>>>>>Update: just comment out the lines 3 to 5 in the code above, so a=.f. (all elements), and run the code. You get nine flipped books - so, the difference between the number of open books in the beginning and the end must be that number plus/minus nine.
>>>>
>>>>The explanation is not complete and the answer is one of the possible correct ones.
>>>
>>>It's either some extra condition somewhere that wasn't really mentioned, or some sort of semantic trick, or I really didn't think about this long enough. I'll wait for the verdict.
>>
>>Should I reveal my own solution (I haven't heard from the person who asked it) or we'll wait for others?
>>
>>You need to explain how did you get 9 and list all possible solutions.
>
>Actually, it's 10. I've put for j=1 to 100 step i, where I should have put for j=i to 100 step i, so not every person would flip the first book.
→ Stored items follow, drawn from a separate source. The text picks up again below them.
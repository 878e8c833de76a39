//! Topic Cache
//!
//! Per-bot snapshot of the topic registry. A flow change invalidates the
//! snapshot; the next event re-reads the registry. Each bot carries a
//! generation counter so a fetch racing an invalidation never installs the
//! topics it read before the change.

use chrono::{DateTime, Utc};
use dashmap::DashMap;
use std::sync::Arc;

use bot_nlu_core::{Result, Topic, TopicRegistry};

/// Topics of one bot as read from the registry
#[derive(Debug, Clone)]
pub struct TopicSnapshot {
    pub bot_id: String,
    pub generation: u64,
    /// Registration order
    pub topics: Vec<Topic>,
    pub fetched_at: DateTime<Utc>,
}

/// Read-through cache over the topic registry
pub struct TopicCache {
    registry: Arc<dyn TopicRegistry>,
    entries: DashMap<String, Arc<TopicSnapshot>>,
    generations: DashMap<String, u64>,
}

impl TopicCache {
    pub fn new(registry: Arc<dyn TopicRegistry>) -> Self {
        Self {
            registry,
            entries: DashMap::new(),
            generations: DashMap::new(),
        }
    }

    /// Cached topics of a bot, fetched from the registry on a miss
    pub async fn topics(&self, bot_id: &str) -> Result<Arc<TopicSnapshot>> {
        let cached = self.entries.get(bot_id).map(|entry| Arc::clone(entry.value()));
        if let Some(snapshot) = cached {
            return Ok(snapshot);
        }

        let generation = self.generation(bot_id);
        let topics = self.registry.list_topics(bot_id).await?;
        let snapshot = Arc::new(TopicSnapshot {
            bot_id: bot_id.to_string(),
            generation,
            topics,
            fetched_at: Utc::now(),
        });

        // Hold the generation entry while inserting so an invalidation
        // cannot slip in between the check and the insert
        let current = self.generations.entry(bot_id.to_string()).or_insert(0);
        if *current == generation {
            self.entries.insert(bot_id.to_string(), Arc::clone(&snapshot));
            tracing::debug!(bot_id, generation, topics = snapshot.topics.len(), "Cached topics");
        } else {
            tracing::debug!(bot_id, generation, current = *current, "Discarding stale topics");
        }
        drop(current);

        Ok(snapshot)
    }

    /// Drop the cached topics of a bot. Returns whether anything was cached;
    /// repeating it without an intervening fetch changes nothing.
    pub fn invalidate(&self, bot_id: &str) -> bool {
        let mut generation = self.generations.entry(bot_id.to_string()).or_insert(0);
        *generation += 1;
        let removed = self.entries.remove(bot_id).is_some();
        let generation = *generation;

        if removed {
            tracing::info!(bot_id, generation, "Topic cache invalidated");
        }
        removed
    }

    /// Forget everything about a bot
    pub fn forget(&self, bot_id: &str) {
        self.entries.remove(bot_id);
        self.generations.remove(bot_id);
    }

    pub fn generation(&self, bot_id: &str) -> u64 {
        self.generations.get(bot_id).map(|g| *g).unwrap_or(0)
    }

    pub fn is_cached(&self, bot_id: &str) -> bool {
        self.entries.contains_key(bot_id)
    }
}

#[cfg(test)]
mod tests {
    use super::*;
    use async_trait::async_trait;
    use parking_lot::Mutex;
    use std::sync::atomic::{AtomicUsize, Ordering};

    #[derive(Default)]
    struct CountingRegistry {
        calls: AtomicUsize,
        topics: Mutex<Vec<Topic>>,
    }

    #[async_trait]
    impl TopicRegistry for CountingRegistry {
        async fn list_topics(&self, _bot_id: &str) -> Result<Vec<Topic>> {
            self.calls.fetch_add(1, Ordering::SeqCst);
            Ok(self.topics.lock().clone())
        }
    }

    fn setup() -> (Arc<CountingRegistry>, TopicCache) {
        let registry = Arc::new(CountingRegistry::default());
        registry.topics.lock().push(Topic::new("billing"));
        let cache = TopicCache::new(registry.clone());
        (registry, cache)
    }

    #[tokio::test]
    async fn test_read_through() {
        let (registry, cache) = setup();

        let first = cache.topics("bot").await.unwrap();
        let second = cache.topics("bot").await.unwrap();

        assert_eq!(registry.calls.load(Ordering::SeqCst), 1);
        assert!(Arc::ptr_eq(&first, &second));
    }

    #[tokio::test]
    async fn test_invalidate_refetches() {
        let (registry, cache) = setup();
        cache.topics("bot").await.unwrap();

        registry.topics.lock().push(Topic::new("shipping"));
        assert!(cache.invalidate("bot"));

        let snapshot = cache.topics("bot").await.unwrap();
        assert_eq!(snapshot.topics.len(), 2);
        assert_eq!(registry.calls.load(Ordering::SeqCst), 2);
    }

    #[tokio::test]
    async fn test_double_invalidate_is_noop() {
        let (registry, cache) = setup();
        cache.topics("bot").await.unwrap();

        assert!(cache.invalidate("bot"));
        assert!(!cache.invalidate("bot"));
        assert!(!cache.is_cached("bot"));

        cache.topics("bot").await.unwrap();
        assert_eq!(registry.calls.load(Ordering::SeqCst), 2);
    }

    #[tokio::test]
    async fn test_stale_fetch_not_cached() {
        /// Registry that invalidates the cache while a fetch is in flight
        struct RacingRegistry {
            cache: Mutex<Option<Arc<TopicCache>>>,
        }

        #[async_trait]
        impl TopicRegistry for RacingRegistry {
            async fn list_topics(&self, bot_id: &str) -> Result<Vec<Topic>> {
                let cache = self.cache.lock().clone();
                if let Some(cache) = cache {
                    cache.invalidate(bot_id);
                }
                Ok(vec![Topic::new("old")])
            }
        }

        let registry = Arc::new(RacingRegistry {
            cache: Mutex::new(None),
        });
        let cache = Arc::new(TopicCache::new(registry.clone()));
        *registry.cache.lock() = Some(cache.clone());

        let snapshot = cache.topics("bot").await.unwrap();
        assert_eq!(snapshot.topics[0].name, "old");
        assert!(!cache.is_cached("bot"));
        assert_eq!(cache.generation("bot"), 1);

        // Break the reference cycle
        registry.cache.lock().take();
    }

    #[tokio::test]
    async fn test_forget() {
        let (_, cache) = setup();
        cache.topics("bot").await.unwrap();
        cache.invalidate("bot");
        cache.forget("bot");
        assert_eq!(cache.generation("bot"), 0);
    }
}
And the books which will change state are those whose ordinal numbers are exact squares - 1, 4, 9, 16... 100.
>
>And here's the explanation: any book will be flipped an even number of times if its ordinal number is anything but a square. For prime numbers (and any other numbers as well), the divisors are 1 and the number itself, so those cancel out. For any non-prime number, there are pairs of different factors - for instance, #12 will be flipped by 2nd and 6th, and by 3rd and 4th person. Squares don't have such pairs of different factors - 25 has only 1, 5 and 25.
>
>So the number of open books will differ in the end by no more than ten - the original number plus number of closed books in these special positions, minus number of open books in those positions.

Now it's correct. But I made mistake myself forgetting 100.